### Exercise objective
Report the count of lines containing the word "Version" in the entries below, and nothing more.

### Records shown
= = = = = = =

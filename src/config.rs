// src/config.rs
use serde::Deserialize;
use std::path::{Path, PathBuf};
use std::str::FromStr;

use crate::errors::{EvalError, Result};

const ENV_PREFIX: &str = "EXERCISE_RUNNER_";

/// Which evaluator runs the submitted code.
#[derive(Deserialize, Debug, Clone, Copy, PartialEq, Eq, Default)]
#[serde(rename_all = "lowercase")]
pub enum BackendKind {
    /// In-process JavaScript engine, one fresh context per call.
    #[default]
    Embedded,
    /// One disposable `node` process per call.
    Node,
}

impl FromStr for BackendKind {
    type Err = EvalError;

    fn from_str(s: &str) -> Result<Self> {
        match s.trim().to_ascii_lowercase().as_str() {
            "embedded" => Ok(BackendKind::Embedded),
            "node" => Ok(BackendKind::Node),
            other => Err(EvalError::InvalidSetting {
                key: "backend".to_string(),
                value: other.to_string(),
            }),
        }
    }
}

impl std::fmt::Display for BackendKind {
    fn fmt(&self, f: &mut std::fmt::Formatter<'_>) -> std::fmt::Result {
        match self {
            BackendKind::Embedded => write!(f, "embedded"),
            BackendKind::Node => write!(f, "node"),
        }
    }
}

/// HTTP server settings.
#[derive(Deserialize, Debug, Clone)]
#[serde(default)]
pub struct ServerConfig {
    pub host: String,
    pub port: u16,
    /// Upper bound for a JSON request body, in bytes.
    pub max_body_bytes: usize,
}

impl Default for ServerConfig {
    fn default() -> Self {
        Self {
            host: "0.0.0.0".to_string(),
            port: 8080,
            max_body_bytes: 256 * 1024,
        }
    }
}

/// Per-execution limits and backend selection.
#[derive(Deserialize, Debug, Clone)]
#[serde(default)]
pub struct SandboxConfig {
    pub backend: BackendKind,
    /// Wall-clock budget for one evaluation.
    pub timeout_ms: u64,
    /// Ceiling for the combined student + test source.
    pub max_source_bytes: usize,
    /// Maximum number of submissions accepted by the batch endpoint.
    pub max_batch: usize,
    /// Heap ceiling for the embedded engine.
    pub memory_limit_bytes: usize,
    /// Native stack ceiling for the embedded engine.
    pub stack_size_limit: usize,
    pub node_binary: String,
    /// Extra flags passed to `node` before the script.
    pub node_args: Vec<String>,
}

impl Default for SandboxConfig {
    fn default() -> Self {
        Self {
            backend: BackendKind::Embedded,
            timeout_ms: 2_000,
            max_source_bytes: 64 * 1024,
            max_batch: 32,
            memory_limit_bytes: 64 * 1024 * 1024,
            stack_size_limit: 512 * 1024,
            node_binary: "node".to_string(),
            node_args: Vec::new(),
        }
    }
}

/// High-level application configuration: defaults, then an optional TOML
/// file, then environment overrides.
#[derive(Deserialize, Debug, Clone, Default)]
#[serde(default)]
pub struct AppConfig {
    pub server: ServerConfig,
    pub sandbox: SandboxConfig,
}

impl AppConfig {
    /// Load configuration from the config file (if any) and environment variables.
    pub fn load() -> Result<Self> {
        let mut config = match config_file_path() {
            Some(path) => {
                log::info!("Loading configuration from {}", path.display());
                Self::from_file(&path)?
            }
            None => Self::default(),
        };

        config.apply_overrides(|key| std::env::var(key).ok())?;
        config.validate()?;
        Ok(config)
    }

    pub fn from_file(path: &Path) -> Result<Self> {
        let raw = std::fs::read_to_string(path)?;
        Self::from_toml_str(&raw)
    }

    pub fn from_toml_str(raw: &str) -> Result<Self> {
        Ok(toml::from_str(raw)?)
    }

    /// Applies `EXERCISE_RUNNER_*` overrides resolved through `lookup`.
    pub fn apply_overrides<F>(&mut self, lookup: F) -> Result<()>
    where
        F: Fn(&str) -> Option<String>,
    {
        let get = |name: &str| lookup(&format!("{ENV_PREFIX}{name}"));

        if let Some(host) = get("HOST") {
            self.server.host = host;
        }
        if let Some(port) = get("PORT") {
            self.server.port = parse_setting("PORT", &port)?;
        }
        if let Some(backend) = get("BACKEND") {
            self.sandbox.backend = backend.parse()?;
        }
        if let Some(timeout) = get("TIMEOUT_MS") {
            self.sandbox.timeout_ms = parse_setting("TIMEOUT_MS", &timeout)?;
        }
        if let Some(max) = get("MAX_SOURCE_BYTES") {
            self.sandbox.max_source_bytes = parse_setting("MAX_SOURCE_BYTES", &max)?;
        }
        if let Some(max) = get("MAX_BATCH") {
            self.sandbox.max_batch = parse_setting("MAX_BATCH", &max)?;
        }
        if let Some(binary) = get("NODE_BINARY") {
            self.sandbox.node_binary = binary;
        }
        Ok(())
    }

    pub fn validate(&self) -> Result<()> {
        let sandbox = &self.sandbox;
        if sandbox.timeout_ms == 0 {
            return Err(EvalError::Config("timeout_ms must be greater than zero".to_string()));
        }
        if sandbox.max_source_bytes == 0 {
            return Err(EvalError::Config(
                "max_source_bytes must be greater than zero".to_string(),
            ));
        }
        if sandbox.max_batch == 0 {
            return Err(EvalError::Config("max_batch must be greater than zero".to_string()));
        }
        if sandbox.memory_limit_bytes == 0 || sandbox.stack_size_limit == 0 {
            return Err(EvalError::Config(
                "engine limits must be greater than zero".to_string(),
            ));
        }
        if sandbox.backend == BackendKind::Node && sandbox.node_binary.trim().is_empty() {
            return Err(EvalError::Config(
                "node_binary must be set when using the node backend".to_string(),
            ));
        }
        Ok(())
    }
}

fn parse_setting<T: FromStr>(key: &str, value: &str) -> Result<T> {
    value.trim().parse().map_err(|_| EvalError::InvalidSetting {
        key: format!("{ENV_PREFIX}{key}"),
        value: value.to_string(),
    })
}

/// `EXERCISE_RUNNER_CONFIG` wins; otherwise the per-user config file is used if it exists.
fn config_file_path() -> Option<PathBuf> {
    if let Ok(path) = std::env::var(format!("{ENV_PREFIX}CONFIG")) {
        return Some(PathBuf::from(path));
    }

    dirs::config_dir()
        .map(|dir| dir.join("exercise-runner").join("config.toml"))
        .filter(|path| path.is_file())
}
// src/models.rs
use crate::evaluator::Fault;
use serde::{Deserialize, Serialize};

pub const SUCCESS_MESSAGE: &str = "✅ All tests passed.";
pub const FAILURE_MARKER: &str = "❌";

/// A submission: the student's solution and the exercise's test script.
#[derive(Deserialize, Serialize, Debug, Clone, Default)]
#[serde(rename_all = "camelCase")]
pub struct ExecutionRequest {
    pub student_code: String,
    pub test_code: String,
}

impl ExecutionRequest {
    pub fn new(student_code: impl Into<String>, test_code: impl Into<String>) -> Self {
        Self {
            student_code: student_code.into(),
            test_code: test_code.into(),
        }
    }

    /// Student code first so its definitions are in scope for the tests.
    pub fn combined_source(&self) -> String {
        format!("{}\n{}", self.student_code, self.test_code)
    }
}

/// Outcome of one submission. Exactly one of `output` and `error` is set.
/// Built only through `passed` and `failed`; never read back from the wire.
#[derive(Serialize, Debug, Clone, PartialEq, Eq)]
pub struct ExecutionResult {
    success: bool,
    output: Option<String>,
    error: Option<String>,
}

impl ExecutionResult {
    pub fn passed() -> Self {
        Self {
            success: true,
            output: Some(SUCCESS_MESSAGE.to_string()),
            error: None,
        }
    }

    pub fn failed(fault: &Fault) -> Self {
        Self {
            success: false,
            output: None,
            error: Some(format!("{} Test failed: {}", FAILURE_MARKER, fault)),
        }
    }

    pub fn success(&self) -> bool {
        self.success
    }

    pub fn output(&self) -> Option<&str> {
        self.output.as_deref()
    }

    pub fn error(&self) -> Option<&str> {
        self.error.as_deref()
    }
}
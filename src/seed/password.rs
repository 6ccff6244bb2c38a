use argon2::{
    password_hash::{PasswordHasher, SaltString},
    Algorithm, Argon2, Params, Version,
};
use rand::rngs::OsRng;
use tracing::error;

/// Fixed work factor for seeded passwords: 19 MiB, 2 passes, 1 lane.
const M_COST_KIB: u32 = 19 * 1024;
const T_COST: u32 = 2;
const P_COST: u32 = 1;

fn hasher() -> anyhow::Result<Argon2<'static>> {
    let params = Params::new(M_COST_KIB, T_COST, P_COST, None).map_err(|e| {
        error!(error = %e, "argon2 params error");
        anyhow::anyhow!(e.to_string())
    })?;
    Ok(Argon2::new(Algorithm::Argon2id, Version::V0x13, params))
}

pub fn hash_password(plain: &str) -> anyhow::Result<String> {
    let salt = SaltString::generate(&mut OsRng);
    let hash = hasher()?
        .hash_password(plain.as_bytes(), &salt)
        .map_err(|e| {
            error!(error = %e, "argon2 hash_password error");
            anyhow::anyhow!(e.to_string())
        })?
        .to_string();
    Ok(hash)
}
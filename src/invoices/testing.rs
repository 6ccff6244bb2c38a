use std::collections::HashMap;
use std::sync::atomic::{AtomicUsize, Ordering};
use std::sync::Mutex;

use async_trait::async_trait;
use uuid::Uuid;

use super::repo::InvoiceStore;
use super::repo_types::{Invoice, InvoiceChanges, InvoiceWithCustomer, NewInvoice};

/// In-memory `InvoiceStore` that records every write.
#[derive(Default)]
pub struct SpyStore {
    fail: bool,
    rows: Mutex<HashMap<Uuid, Invoice>>,
    inserted: Mutex<Vec<NewInvoice>>,
    writes: AtomicUsize,
    list_calls: AtomicUsize,
}

impl SpyStore {
    pub fn failing() -> Self {
        Self {
            fail: true,
            ..Default::default()
        }
    }

    pub fn with_rows(rows: Vec<Invoice>) -> Self {
        Self {
            rows: Mutex::new(rows.into_iter().map(|r| (r.id, r)).collect()),
            ..Default::default()
        }
    }

    pub fn inserted(&self) -> Vec<NewInvoice> {
        self.inserted.lock().unwrap().clone()
    }

    pub fn writes(&self) -> usize {
        self.writes.load(Ordering::SeqCst)
    }

    pub fn list_calls(&self) -> usize {
        self.list_calls.load(Ordering::SeqCst)
    }

    pub fn row_count(&self) -> usize {
        self.rows.lock().unwrap().len()
    }

    fn check(&self) -> anyhow::Result<()> {
        if self.fail {
            anyhow::bail!("connection refused");
        }
        Ok(())
    }
}

#[async_trait]
impl InvoiceStore for SpyStore {
    async fn insert(&self, invoice: &NewInvoice) -> anyhow::Result<()> {
        self.writes.fetch_add(1, Ordering::SeqCst);
        self.check()?;
        let customer_id = Uuid::parse_str(&invoice.customer_id)?;
        let id = Uuid::new_v4();
        self.rows.lock().unwrap().insert(
            id,
            Invoice {
                id,
                customer_id,
                amount: invoice.amount,
                status: invoice.status.as_str().into(),
                date: invoice.date,
            },
        );
        self.inserted.lock().unwrap().push(invoice.clone());
        Ok(())
    }

    async fn update(&self, id: Uuid, changes: &InvoiceChanges) -> anyhow::Result<()> {
        self.writes.fetch_add(1, Ordering::SeqCst);
        self.check()?;
        let customer_id = Uuid::parse_str(&changes.customer_id)?;
        if let Some(row) = self.rows.lock().unwrap().get_mut(&id) {
            row.customer_id = customer_id;
            row.amount = changes.amount;
            row.status = changes.status.as_str().into();
        }
        Ok(())
    }

    async fn delete(&self, id: Uuid) -> anyhow::Result<u64> {
        self.writes.fetch_add(1, Ordering::SeqCst);
        self.check()?;
        Ok(self.rows.lock().unwrap().remove(&id).map_or(0, |_| 1))
    }

    async fn find(&self, id: Uuid) -> anyhow::Result<Option<Invoice>> {
        self.check()?;
        Ok(self.rows.lock().unwrap().get(&id).cloned())
    }

    async fn list_filtered(&self, _query: &str, _page: i64) -> anyhow::Result<Vec<InvoiceWithCustomer>> {
        self.list_calls.fetch_add(1, Ordering::SeqCst);
        self.check()?;
        let rows = self.rows.lock().unwrap();
        Ok(rows
            .values()
            .map(|r| InvoiceWithCustomer {
                id: r.id,
                customer_id: r.customer_id,
                name: String::new(),
                email: String::new(),
                image_url: String::new(),
                amount: r.amount,
                status: r.status.clone(),
                date: r.date,
            })
            .collect())
    }
}
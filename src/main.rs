mod app;
mod cache;
mod config;
mod db;
mod invoices;
mod seed;
mod state;

#[tokio::main]
async fn main() -> anyhow::Result<()> {
    dotenvy::dotenv().ok();

    let env_filter = std::env::var("RUST_LOG").unwrap_or_else(|_| {
        "invoice_dashboard=debug,axum=info,tower_http=info,sqlx=warn".to_string()
    });
    let json_logs = std::env::var("LOG_FORMAT")
        .map(|v| v == "json")
        .unwrap_or(false);

    if json_logs {
        tracing_subscriber::fmt()
            .with_env_filter(env_filter)
            .with_target(false)
            .json()
            .init();
    } else {
        tracing_subscriber::fmt().with_env_filter(env_filter).init();
    }

    let app_state = state::AppState::init().await?;
    let app = app::build_app(app_state.clone());
    app::serve(app, app_state).await
}
use axum::{
    http::StatusCode,
    response::{IntoResponse, Redirect, Response},
    Json,
};
use serde_json::json;
use thiserror::Error;

use super::dto::FieldErrors;

/// Outcome of a successful action: where to send the caller.
#[derive(Debug, Clone, PartialEq, Eq)]
pub struct ActionRedirect {
    pub to: &'static str,
}

impl IntoResponse for ActionRedirect {
    fn into_response(self) -> Response {
        Redirect::to(self.to).into_response()
    }
}

/// Soft failures of the invoice actions. Returned to the caller, never raised.
#[derive(Debug, Error)]
pub enum ActionError {
    #[error("{message}")]
    Validation {
        errors: FieldErrors,
        message: &'static str,
    },

    #[error("{message}")]
    Database { message: &'static str },

    #[error("Invoice not found.")]
    NotFound,
}

impl IntoResponse for ActionError {
    fn into_response(self) -> Response {
        let (status, body) = match &self {
            ActionError::Validation { errors, message } => (
                StatusCode::UNPROCESSABLE_ENTITY,
                json!({ "message": message, "errors": errors }),
            ),
            ActionError::Database { message } => (
                StatusCode::INTERNAL_SERVER_ERROR,
                json!({ "message": message }),
            ),
            ActionError::NotFound => (
                StatusCode::NOT_FOUND,
                json!({ "message": self.to_string() }),
            ),
        };
        (status, Json(body)).into_response()
    }
}
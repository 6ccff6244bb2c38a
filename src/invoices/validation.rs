use super::dto::{FieldErrors, InvoiceForm, InvoiceStatus, ValidInvoice};

pub(crate) const MSG_CUSTOMER: &str = "Please select a customer.";
pub(crate) const MSG_AMOUNT_MISSING: &str = "Please enter an amount.";
pub(crate) const MSG_AMOUNT_INVALID: &str = "Please enter a valid amount.";
pub(crate) const MSG_AMOUNT_RANGE: &str = "Amount is too large.";
pub(crate) const MSG_STATUS_MISSING: &str = "Please select an invoice status.";
pub(crate) const MSG_STATUS_INVALID: &str = "Invalid status. Expected 'pending' or 'paid'.";

/// Validate a submitted form. All fields are checked so every failing field
/// is reported at once.
pub fn validate_form(form: &InvoiceForm) -> Result<ValidInvoice, FieldErrors> {
    let mut errors = FieldErrors::default();

    let customer_id = match form.customer_id.as_deref().map(str::trim) {
        Some(id) if !id.is_empty() => Some(id.to_string()),
        _ => {
            errors.customer_id.push(MSG_CUSTOMER.into());
            None
        }
    };

    let amount_cents = match form.amount.as_deref().map(str::trim) {
        None | Some("") => {
            errors.amount.push(MSG_AMOUNT_MISSING.into());
            None
        }
        Some(raw) => match raw.parse::<f64>() {
            Ok(v) if v.is_finite() => match to_cents(v) {
                Some(cents) => Some(cents),
                None => {
                    errors.amount.push(MSG_AMOUNT_RANGE.into());
                    None
                }
            },
            _ => {
                errors.amount.push(MSG_AMOUNT_INVALID.into());
                None
            }
        },
    };

    let status = match form.status.as_deref() {
        None | Some("") => {
            errors.status.push(MSG_STATUS_MISSING.into());
            None
        }
        Some(raw) => match raw.parse::<InvoiceStatus>() {
            Ok(s) => Some(s),
            Err(()) => {
                errors.status.push(MSG_STATUS_INVALID.into());
                None
            }
        },
    };

    match (customer_id, amount_cents, status) {
        (Some(customer_id), Some(amount_cents), Some(status)) => Ok(ValidInvoice {
            customer_id,
            amount_cents,
            status,
        }),
        _ => {
            debug_assert!(!errors.is_empty());
            Err(errors)
        }
    }
}

/// Convert a currency amount to cents for the `INT` column.
///
/// Rounds to the nearest cent so values such as `19.99` (which is
/// `1998.999...` after scaling) land on `1999`.
pub fn to_cents(amount: f64) -> Option<i32> {
    let cents = (amount * 100.0).round();
    if cents < i32::MIN as f64 || cents > i32::MAX as f64 {
        return None;
    }
    Some(cents as i32)
}

#[cfg(test)]
mod tests {
    use super::*;

    fn form(customer_id: Option<&str>, amount: Option<&str>, status: Option<&str>) -> InvoiceForm {
        InvoiceForm {
            customer_id: customer_id.map(Into::into),
            amount: amount.map(Into::into),
            status: status.map(Into::into),
        }
    }

    #[test]
    fn valid_form_converts_amount_to_cents() {
        let valid = validate_form(&form(Some("c1"), Some("50.00"), Some("pending"))).unwrap();
        assert_eq!(
            valid,
            ValidInvoice {
                customer_id: "c1".into(),
                amount_cents: 5000,
                status: InvoiceStatus::Pending,
            }
        );
    }

    #[test]
    fn amount_tolerates_surrounding_whitespace() {
        let valid = validate_form(&form(Some("c1"), Some(" 12.5 "), Some("paid"))).unwrap();
        assert_eq!(valid.amount_cents, 1250);
        assert_eq!(valid.status, InvoiceStatus::Paid);
    }

    #[test]
    fn to_cents_rounds_float_artifacts() {
        assert_eq!(to_cents(19.99), Some(1999));
        assert_eq!(to_cents(0.1 + 0.2), Some(30));
        assert_eq!(to_cents(157.95), Some(15795));
        assert_eq!(to_cents(0.0), Some(0));
        assert_eq!(to_cents(-3.5), Some(-350));
    }

    #[test]
    fn to_cents_rejects_out_of_range() {
        assert_eq!(to_cents(1e12), None);
        assert_eq!(to_cents(-1e12), None);
    }

    #[test]
    fn missing_customer_is_reported() {
        let errors = validate_form(&form(None, Some("10"), Some("paid"))).unwrap_err();
        assert_eq!(errors.customer_id, vec![MSG_CUSTOMER.to_string()]);
        assert!(errors.amount.is_empty());
        assert!(errors.status.is_empty());

        let errors = validate_form(&form(Some("  "), Some("10"), Some("paid"))).unwrap_err();
        assert_eq!(errors.customer_id, vec![MSG_CUSTOMER.to_string()]);
    }

    #[test]
    fn non_numeric_amount_is_reported() {
        for raw in ["abc", "12,50", "NaN", "inf", "1.2.3"] {
            let errors = validate_form(&form(Some("c1"), Some(raw), Some("paid"))).unwrap_err();
            assert_eq!(errors.amount, vec![MSG_AMOUNT_INVALID.to_string()], "{raw}");
        }
    }

    #[test]
    fn empty_amount_is_missing() {
        let errors = validate_form(&form(Some("c1"), Some(""), Some("paid"))).unwrap_err();
        assert_eq!(errors.amount, vec![MSG_AMOUNT_MISSING.to_string()]);
    }

    #[test]
    fn huge_amount_is_out_of_range() {
        let errors = validate_form(&form(Some("c1"), Some("99999999999"), Some("paid"))).unwrap_err();
        assert_eq!(errors.amount, vec![MSG_AMOUNT_RANGE.to_string()]);
    }

    #[test]
    fn unknown_status_is_reported() {
        let errors = validate_form(&form(Some("c1"), Some("1"), Some("overdue"))).unwrap_err();
        assert_eq!(errors.status, vec![MSG_STATUS_INVALID.to_string()]);

        let errors = validate_form(&form(Some("c1"), Some("1"), None)).unwrap_err();
        assert_eq!(errors.status, vec![MSG_STATUS_MISSING.to_string()]);
    }

    #[test]
    fn every_failing_field_is_reported() {
        let errors = validate_form(&InvoiceForm::default()).unwrap_err();
        assert_eq!(errors.customer_id.len(), 1);
        assert_eq!(errors.amount.len(), 1);
        assert_eq!(errors.status.len(), 1);
    }
}
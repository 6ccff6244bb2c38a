use axum::{extract::State, http::StatusCode, routing::get, Json, Router};
use serde::Serialize;
use tracing::{error, info, instrument};

use crate::invoices::services::INVOICES_PATH;
use crate::state::AppState;

use super::data::SeedData;
use super::services::seed_database;

pub fn seed_routes() -> Router<AppState> {
    Router::new().route("/seed", get(seed))
}

#[derive(Debug, Serialize)]
pub struct SeedMessage {
    pub message: &'static str,
}

#[derive(Debug, Serialize)]
pub struct SeedFailure {
    pub error: String,
}

#[instrument(skip(state))]
pub async fn seed(
    State(state): State<AppState>,
) -> Result<Json<SeedMessage>, (StatusCode, Json<SeedFailure>)> {
    info!("seeding database");
    match seed_database(&state.db, &SeedData::placeholder()).await {
        Ok(_) => {
            state.pages.revalidate_path(INVOICES_PATH).await;
            Ok(Json(SeedMessage {
                message: "Database seeded successfully",
            }))
        }
        Err(e) => {
            error!(error = ?e, "seed failed");
            // outermost context only; the driver error stays in the log
            Err((
                StatusCode::INTERNAL_SERVER_ERROR,
                Json(SeedFailure {
                    error: e.to_string(),
                }),
            ))
        }
    }
}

= = = = = = =

### Result for this task
2